Vertex Pharmaceuticals (VRTX 216)

has actually held up well since last Thursday’s market dump, with the stock showing some big-volume support around its 200-day line (near 200). Similar to DXCM, a decisive drop from here could have us cutting bait, but we’re optimistic the firm’s reliable growth outlook and recent statement that it’s leaving 2020 guidance intact will keep big investors interested.

HOLD.

Watch List—

please note that it’s still very early to dig in on potential new leaders; we’ll know more when we get a rally of a couple of weeks. But so far here’s what we see.

Advanced Micro Devices (AMD 40): We’re not in love with chip stocks, but AMD has held its 200-day line and most indications point toward its growth story being very much intact.

Cloudflare (NET 21): This recent IPO got yanked as low as 15 on Monday but actually closed yesterday above its 50-day line, which is practically heroic in this environment.
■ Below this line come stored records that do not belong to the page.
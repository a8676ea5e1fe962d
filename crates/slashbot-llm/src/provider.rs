//! The LLM provider trait and completion types.

use async_trait::async_trait;
use serde::{Deserialize, Serialize};
use serde_json::Value;

use slashbot_core::AgentMessage;

use crate::error::LlmResult;

/// A bound provider instance: one model, ready to complete.
#[async_trait]
pub trait LlmProvider: Send + Sync + std::fmt::Debug {
    /// The provider id.
    fn provider_id(&self) -> &str;

    /// The model id this instance is bound to.
    fn model_id(&self) -> &str;

    /// The model's context window in tokens.
    fn context_window(&self) -> usize;

    /// Run one completion.
    async fn complete(&self, request: &CompletionRequest) -> LlmResult<CompletionResponse>;
}

/// One completion request.
#[derive(Debug, Clone, Serialize, Deserialize)]
#[serde(rename_all = "camelCase")]
pub struct CompletionRequest {
    /// Prepared conversation, system messages included.
    pub messages: Vec<AgentMessage>,
    /// Tool schemas offered to the model: `(tool id, description, parameters)`.
    #[serde(default)]
    pub tools: Vec<(String, String, Value)>,
}

/// One completion response.
#[derive(Debug, Clone, Serialize, Deserialize)]
#[serde(rename_all = "camelCase")]
pub struct CompletionResponse {
    /// The assistant message.
    pub message: AgentMessage,
    /// Tool calls the model requested, in order.
    #[serde(default)]
    pub tool_calls: Vec<ToolCallRequest>,
    /// Token usage, when the transport reports it.
    #[serde(default)]
    pub usage: Option<Usage>,
}

/// A tool call requested by the model.
#[derive(Debug, Clone, Serialize, Deserialize)]
#[serde(rename_all = "camelCase")]
pub struct ToolCallRequest {
    /// Call id, echoed back with the result.
    pub call_id: String,
    /// Tool id to invoke.
    pub tool_id: String,
    /// Arguments for the tool.
    pub args: Value,
}

/// Token usage for one completion.
#[derive(Debug, Clone, Copy, Serialize, Deserialize)]
#[serde(rename_all = "camelCase")]
pub struct Usage {
    /// Tokens in the prompt.
    pub input_tokens: usize,
    /// Tokens generated.
    pub output_tokens: usize,
}

impl Usage {
    /// Total tokens.
    #[must_use]
    pub fn total(&self) -> usize {
        self.input_tokens + self.output_tokens
    }
}
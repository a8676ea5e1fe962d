//! Dependency ordering.
//!
//! Activation order is a topological sort of manifest `dependencies`,
//! ties broken by manifest `priority` then id. Any cycle is fatal and
//! reported with every participating id, ascending.

use std::collections::{BTreeMap, BTreeSet};

use crate::error::{PluginError, PluginResult};
use crate::manifest::PluginManifest;

/// Compute the activation order for a set of manifests.
///
/// Dependencies on ids outside the set are ignored here (the loader
/// fails those plugins individually).
///
/// # Errors
///
/// Returns [`PluginError::DependencyCycle`] listing every id that sits
/// on a cycle, sorted ascending.
pub fn activation_order(manifests: &[PluginManifest]) -> PluginResult<Vec<String>> {
    let ids: BTreeSet<&str> = manifests.iter().map(|m| m.id.as_str()).collect();

    // plugin -> in-set dependencies
    let mut deps: BTreeMap<&str, Vec<&str>> = BTreeMap::new();
    for manifest in manifests {
        let in_set: Vec<&str> = manifest
            .dependencies
            .iter()
            .map(String::as_str)
            .filter(|d| ids.contains(d))
            .collect();
        deps.insert(&manifest.id, in_set);
    }

    let cycle_ids = find_cycle_members(&deps);
    if !cycle_ids.is_empty() {
        return Err(PluginError::DependencyCycle {
            ids: cycle_ids.into_iter().map(String::from).collect(),
        });
    }

    // Kahn's algorithm; among ready nodes pick the lowest
    // (priority, id) so the order is fully deterministic.
    let priority: BTreeMap<&str, i32> = manifests
        .iter()
        .map(|m| (m.id.as_str(), m.priority))
        .collect();
    let mut remaining: BTreeMap<&str, BTreeSet<&str>> = deps
        .iter()
        .map(|(id, dep_list)| (*id, dep_list.iter().copied().collect()))
        .collect();

    let mut order = Vec::with_capacity(manifests.len());
    while !remaining.is_empty() {
        let next = remaining
            .iter()
            .filter(|(_, dep_set)| dep_set.is_empty())
            .map(|(id, _)| *id)
            .min_by_key(|id| (priority.get(id).copied().unwrap_or(100), *id))
            .expect("acyclic graph always has a ready node");

        remaining.remove(next);
        for dep_set in remaining.values_mut() {
            dep_set.remove(next);
        }
        order.push(next.to_string());
    }
    Ok(order)
}

/// Every node that sits on some cycle, via iterative removal of nodes
/// with no in-set dependencies (what remains after the graph stops
/// shrinking is exactly the cyclic core and its internal dependents).
fn find_cycle_members<'a>(deps: &BTreeMap<&'a str, Vec<&'a str>>) -> Vec<&'a str> {
    let mut remaining: BTreeMap<&str, BTreeSet<&str>> = deps
        .iter()
        .map(|(id, dep_list)| (*id, dep_list.iter().copied().collect()))
        .collect();

    loop {
        let ready: Vec<&str> = remaining
            .iter()
            .filter(|(_, dep_set)| dep_set.is_empty())
            .map(|(id, _)| *id)
            .collect();
        if ready.is_empty() {
            break;
        }
        for id in ready {
            remaining.remove(id);
            for dep_set in remaining.values_mut() {
                dep_set.remove(id);
            }
        }
    }

    remaining.keys().copied().collect()
}

#[cfg(test)]
mod tests {
    use super::*;

    fn manifest(id: &str, deps: &[&str], priority: i32) -> PluginManifest {
        PluginManifest::builtin(id, id, "1.0.0")
            .with_dependencies(deps.iter().map(|s| (*s).to_string()).collect())
            .with_priority(priority)
    }

    #[test]
    fn dependencies_activate_before_dependents() {
        let manifests = vec![
            manifest("wallet", &["telegram"], 100),
            manifest("telegram", &[], 100),
        ];
        let order = activation_order(&manifests).unwrap();
        assert_eq!(order, vec!["telegram", "wallet"]);
    }

    #[test]
    fn ties_break_by_priority_then_id() {
        let manifests = vec![
            manifest("zeta", &[], 10),
            manifest("alpha", &[], 100),
            manifest("beta", &[], 100),
        ];
        let order = activation_order(&manifests).unwrap();
        assert_eq!(order, vec!["zeta", "alpha", "beta"]);
    }

    #[test]
    fn cycle_is_fatal_with_sorted_members() {
        let manifests = vec![
            manifest("c", &["a"], 100),
            manifest("a", &["b"], 100),
            manifest("b", &["c"], 100),
            manifest("standalone", &[], 100),
        ];
        let err = activation_order(&manifests).unwrap_err();
        match err {
            PluginError::DependencyCycle { ids } => {
                assert_eq!(ids, vec!["a", "b", "c"]);
            },
            other => panic!("expected cycle error, got {other}"),
        }
    }

    #[test]
    fn self_dependency_is_a_cycle() {
        let manifests = vec![manifest("selfish", &["selfish"], 100)];
        assert!(matches!(
            activation_order(&manifests),
            Err(PluginError::DependencyCycle { .. })
        ));
    }

    #[test]
    fn out_of_set_dependencies_are_ignored_by_ordering() {
        let manifests = vec![manifest("solo", &["not-installed"], 100)];
        let order = activation_order(&manifests).unwrap();
        assert_eq!(order, vec!["solo"]);
    }
}
//! The gateway HTTP server.

use std::net::SocketAddr;
use std::sync::Arc;

use axum::body::to_bytes;
use axum::extract::{Request, State};
use axum::http::{HeaderMap, StatusCode};
use axum::response::{IntoResponse, Response};
use axum::routing::{get, post};
use axum::{Json, Router};
use serde::{Deserialize, Serialize};
use serde_json::Value;
use tokio_util::sync::CancellationToken;
use tracing::{debug, info, warn};

use slashbot_core::error_codes;
use slashbot_kernel::Kernel;
use slashbot_plugins::GatewayError;

use crate::auth::TokenGuard;

/// Largest request body the gateway accepts (4 MB).
const MAX_BODY_BYTES: usize = 4 * 1024 * 1024;

/// An `/rpc` request body.
#[derive(Debug, Clone, Deserialize)]
pub struct RpcRequest {
    /// Method name to dispatch.
    pub method: String,
    /// Method parameters.
    #[serde(default)]
    pub params: Value,
}

/// An `/rpc` response body.
#[derive(Debug, Clone, Serialize)]
#[serde(rename_all = "camelCase")]
pub struct RpcResponse {
    /// Whether the method succeeded.
    pub ok: bool,
    /// The result, on success.
    #[serde(skip_serializing_if = "Option::is_none")]
    pub result: Option<Value>,
    /// The error, on failure.
    #[serde(skip_serializing_if = "Option::is_none")]
    pub error: Option<GatewayError>,
}

impl RpcResponse {
    fn success(result: Value) -> Self {
        Self {
            ok: true,
            result: Some(result),
            error: None,
        }
    }

    fn failure(error: GatewayError) -> Self {
        Self {
            ok: false,
            result: None,
            error: Some(error),
        }
    }
}

#[derive(Clone)]
struct GatewayState {
    kernel: Arc<Kernel>,
    guard: TokenGuard,
}

/// The gateway server.
#[derive(Debug)]
pub struct Gateway {
    kernel: Arc<Kernel>,
}

impl Gateway {
    /// Create a gateway over a kernel.
    #[must_use]
    pub fn new(kernel: Arc<Kernel>) -> Self {
        Self { kernel }
    }

    /// Build the router (exposed separately for in-process tests).
    #[must_use]
    pub fn router(&self) -> Router {
        let guard = TokenGuard::new(self.kernel.config().gateway.auth_token.as_deref());
        let state = GatewayState {
            kernel: Arc::clone(&self.kernel),
            guard,
        };
        Router::new()
            .route("/health", get(health))
            .route("/rpc", post(rpc))
            .fallback(registered_routes)
            .with_state(state)
    }

    /// Bind the configured `{host, port}` and serve until cancelled.
    ///
    /// Returns the bound address (useful with port 0) and the serve
    /// task's handle.
    ///
    /// # Errors
    ///
    /// Returns an error when the address cannot be bound.
    pub async fn bind(
        self,
        cancel: CancellationToken,
    ) -> std::io::Result<(SocketAddr, tokio::task::JoinHandle<std::io::Result<()>>)> {
        let host = self.kernel.config().gateway.host.clone();
        let port = self.kernel.config().gateway.port;
        let listener = tokio::net::TcpListener::bind((host.as_str(), port)).await?;
        let addr = listener.local_addr()?;
        info!(%addr, "Gateway listening");

        let router = self.router();
        let handle = tokio::spawn(async move {
            axum::serve(listener, router)
                .with_graceful_shutdown(async move { cancel.cancelled().await })
                .await
        });
        Ok((addr, handle))
    }
}

/// `GET /health` — unauthenticated.
async fn health(State(state): State<GatewayState>) -> Json<Value> {
    let health = state.kernel.health();
    Json(serde_json::to_value(&health).unwrap_or(Value::Null))
}

/// `POST /rpc` — bearer-authenticated method dispatch.
async fn rpc(
    State(state): State<GatewayState>,
    headers: HeaderMap,
    body: Result<Json<RpcRequest>, axum::extract::rejection::JsonRejection>,
) -> Response {
    if !state.guard.check(&headers) {
        return unauthorized();
    }

    let Json(request) = match body {
        Ok(body) => body,
        Err(rejection) => {
            return (
                StatusCode::BAD_REQUEST,
                Json(RpcResponse::failure(GatewayError::new(
                    "INVALID_REQUEST",
                    rejection.to_string(),
                ))),
            )
                .into_response();
        },
    };

    let Some(method) = state.kernel.gateway_methods().get(&request.method) else {
        debug!(method = %request.method, "Unknown gateway method");
        return (
            StatusCode::OK,
            Json(RpcResponse::failure(GatewayError::new(
                error_codes::UNKNOWN_METHOD,
                format!("no method registered as {}", request.method),
            ))),
        )
            .into_response();
    };

    let response = match method.handler.call(request.params).await {
        Ok(result) => RpcResponse::success(result),
        Err(error) => {
            warn!(method = %request.method, error = %error, "Gateway method failed");
            RpcResponse::failure(error)
        },
    };
    (StatusCode::OK, Json(response)).into_response()
}

/// Fallback: dispatch `(method, path)` pairs registered through the HTTP
/// route registry. Unknown pairs answer 404.
async fn registered_routes(State(state): State<GatewayState>, request: Request) -> Response {
    let method = request.method().as_str().to_uppercase();
    let path = request.uri().path().to_string();

    let Some(route) = state.kernel.http_routes().get(&method, &path) else {
        return StatusCode::NOT_FOUND.into_response();
    };

    if route.requires_auth && !state.guard.check(request.headers()) {
        return unauthorized();
    }

    let body = match to_bytes(request.into_body(), MAX_BODY_BYTES).await {
        Ok(bytes) if bytes.is_empty() => Value::Null,
        Ok(bytes) => match serde_json::from_slice(&bytes) {
            Ok(value) => value,
            Err(e) => {
                return (
                    StatusCode::BAD_REQUEST,
                    Json(RpcResponse::failure(GatewayError::new(
                        "INVALID_REQUEST",
                        e.to_string(),
                    ))),
                )
                    .into_response();
            },
        },
        Err(e) => {
            return (
                StatusCode::PAYLOAD_TOO_LARGE,
                Json(RpcResponse::failure(GatewayError::new(
                    "BODY_TOO_LARGE",
                    e.to_string(),
                ))),
            )
                .into_response();
        },
    };

    match route.handler.call(body).await {
        Ok(result) => (StatusCode::OK, Json(RpcResponse::success(result))).into_response(),
        Err(error) => {
            warn!(method = %method, path = %path, error = %error, "HTTP route failed");
            (StatusCode::OK, Json(RpcResponse::failure(error))).into_response()
        },
    }
}

fn unauthorized() -> Response {
    (
        StatusCode::UNAUTHORIZED,
        Json(RpcResponse::failure(GatewayError::new(
            "UNAUTHORIZED",
            "missing or invalid bearer token",
        ))),
    )
        .into_response()
}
It needs work like everything else, but is definitely worth watching. It’s probably the top stock on our shopping list right now.

Coupa Software (COUP 142): COUP fell 44% from high to low, but the stock has stormed back this week after a very solid earnings report. Needs work but the story remains great and the recent wipeout likely “reset” the big-picture advance.

Regeneron Pharmaceuticals (REGN 490): Regeneron is a great company that is getting a boost from (a) a competitor’s slip-up that should boost REGN’s blockbuster treatment for macular degeneration and (b) its work on a treatment for COVID-19.

Zoom Video (ZM 124): Zoom remains one of the best growth stocks in the entire market—the virus situation is likely to accelerate the move to its best-in-class platform.

That’s it for now. You’ll receive your next issue of Cabot Growth Investor next Thursday, March 26. As always, we’ll send a Special Bulletin should we have any changes before then.